Par ailleurs, et ce point est important, afin de ne pas surcharger inutilement la fourrière et de livrer les chats à un sort funeste, le législateur a prévu que le Maire doit privilégier, lorsque cela est possible (avec l’aide d’une association, d’une fondation de protection animale ou sur les fonds publics), la mise en œuvre de campagnes de stérilisation & identification. Dans ce cas, les chats n’ont pas lieu de passer par la case fourrière : ils sont relâchés sur le lieu de capture dès leur sortie du cabinet vétérinaire.

Cas particuliers :

– S’il s’agit d’un animal blessé, je contacte la mairie.
Si l’animal est blessé sur la voie publique, le service de ramassage indiqué par la mairie pourra le prendre en charge (voire, si besoin, les pompiers) et l’acheminer vers un vétérinaire conventionné par la mairie, ou vers la fourrière, où un vétérinaire est censé assurer les soins.

En dehors des heures d’ouverture de la fourrière, le numéro d’urgence de la mairie doit m’orienter vers un vétérinaire, qui a signé une convention, et qui pourra soigner et hospitaliser l’animal en attendant sa prise en charge par la fourrière.

A défaut, je peux amener l’animal chez un vétérinaire proche, qui, s’il n’est pas le vétérinaire conventionné, me fera signer un formulaire de dépôt.

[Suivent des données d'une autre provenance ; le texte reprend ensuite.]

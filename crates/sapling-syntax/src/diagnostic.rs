//! Parse and lint annotations carried by green nodes and tokens.

use sapling_errors::{Diagnostic, Severity};
use text_size::TextRange;

/// A diagnostic without a position; the position comes from the red node or
/// token it is read through.
#[derive(Clone, Debug, Eq, Hash, PartialEq)]
pub struct SyntaxDiagnostic {
    code: &'static str,
    message: Box<str>,
    severity: Severity,
}

impl SyntaxDiagnostic {
    pub fn new(code: &'static str, severity: Severity, message: impl Into<Box<str>>) -> Self {
        Self { code, message: message.into(), severity }
    }

    pub fn error(code: &'static str, message: impl Into<Box<str>>) -> Self {
        Self::new(code, Severity::Error, message)
    }

    pub fn warning(code: &'static str, message: impl Into<Box<str>>) -> Self {
        Self::new(code, Severity::Warning, message)
    }

    pub fn code(&self) -> &'static str {
        self.code
    }

    pub fn message(&self) -> &str {
        &self.message
    }

    pub fn severity(&self) -> Severity {
        self.severity
    }

    pub fn located(&self, range: TextRange) -> Diagnostic {
        Diagnostic::new(self.severity, &*self.message, range).with_code(self.code)
    }
}
//! Schema bootstrap
//!
//! Tables are derived from the entity definitions so that tests and fresh
//! installations share one source of truth. Creation order follows the
//! foreign keys declared by the entities.

use crate::db::models::*;
use crate::errors::Result;
use sea_orm::sea_query::Index;
use sea_orm::{ConnectionTrait, EntityTrait, Schema};
use tracing::info;

/// Create every table and index if missing
pub async fn create_schema<C: ConnectionTrait>(db: &C) -> Result<()> {
    let backend = db.get_database_backend();
    let schema = Schema::new(backend);

    let mut tables = vec![
        schema.create_table_from_entity(UserEntity),
        schema.create_table_from_entity(CommunityEntity),
        schema.create_table_from_entity(BucketEntity),
        schema.create_table_from_entity(FileInstanceEntity),
        schema.create_table_from_entity(ObjectVersionEntity),
        schema.create_table_from_entity(PidEntity),
        schema.create_table_from_entity(PidLogEntity),
        schema.create_table_from_entity(PidRelationEntity),
        schema.create_table_from_entity(RecidSequenceEntity),
        schema.create_table_from_entity(DepositEntity),
        schema.create_table_from_entity(SipEntity),
        schema.create_table_from_entity(RecordEntity),
        schema.create_table_from_entity(RecordRevisionEntity),
        schema.create_table_from_entity(OaiSetEntity),
        schema.create_table_from_entity(LicenseEntity),
        schema.create_table_from_entity(GrantEntity),
        schema.create_table_from_entity(PeerReviewEntity),
    ];

    for table in tables.iter_mut() {
        table.if_not_exists();
        db.execute(backend.build(&*table)).await?;
    }

    // (pid_type, pid_value) is the identity of a persistent identifier
    let pid_identity = Index::create()
        .name("uidx_pidstore_pid_type_value")
        .table(PidEntity)
        .col(PidColumn::PidType)
        .col(PidColumn::PidValue)
        .unique()
        .if_not_exists()
        .to_owned();
    db.execute(backend.build(&pid_identity)).await?;

    let pid_object = Index::create()
        .name("idx_pidstore_pid_object")
        .table(PidEntity)
        .col(PidColumn::ObjectType)
        .col(PidColumn::ObjectUuid)
        .if_not_exists()
        .to_owned();
    db.execute(backend.build(&pid_object)).await?;

    create_column_indexes(db, &schema, PidEntity).await?;
    create_column_indexes(db, &schema, ObjectVersionEntity).await?;
    create_column_indexes(db, &schema, FileInstanceEntity).await?;

    info!("Database schema ready");
    Ok(())
}

async fn create_column_indexes<C, E>(db: &C, schema: &Schema, entity: E) -> Result<()>
where
    C: ConnectionTrait,
    E: EntityTrait,
{
    let backend = db.get_database_backend();
    for mut index in schema.create_index_from_entity(entity) {
        index.if_not_exists();
        db.execute(backend.build(&index)).await?;
    }
    Ok(())
}

#[cfg(test)]
mod tests {
    use super::*;
    use crate::db::DbPool;
    use sea_orm::{ActiveModelTrait, Set};

    #[tokio::test]
    async fn test_schema_is_idempotent() {
        let pool = DbPool::in_memory().await.unwrap();
        create_schema(pool.write()).await.unwrap();
    }

    #[tokio::test]
    async fn test_pid_identity_is_unique() {
        let pool = DbPool::in_memory().await.unwrap();
        let now = chrono::Utc::now();

        let make = || PidActiveModel {
            pid_type: Set("doi".into()),
            pid_value: Set("10.5281/zenodo.1".into()),
            pid_provider: Set(None),
            status: Set(PidStatus::New.into()),
            object_type: Set(None),
            object_uuid: Set(None),
            created: Set(now.into()),
            updated: Set(now.into()),
            ..Default::default()
        };

        make().insert(pool.write()).await.unwrap();
        assert!(make().insert(pool.write()).await.is_err());
    }
}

– En zone rurale, certains chasseurs/piégeurs peuvent (accidentellement 😉) capturer un chat. En cas de capture accidentelle d’animaux non visés par l’article L. 427-8 du code de l’environnement, ces animaux doivent être relâchés sur-le-champ (Arrêté du 29 janvier 2007 fixant les dispositions relatives au piégeage des animaux classés nuisibles en application de l’article L. 427-8 du code de l’environnement). NOR: DEVN0700128A.

Au bilan… Avec un minimum de bon sens, si les Maires et les particuliers en prennent conscience, et si les sociétés privées de capture restent dans le rôle qui leur est dévolu et pensent plus à l’animal qu’à leur portefeuille, la fourrière ne devrait plus « crouler sous les chats ».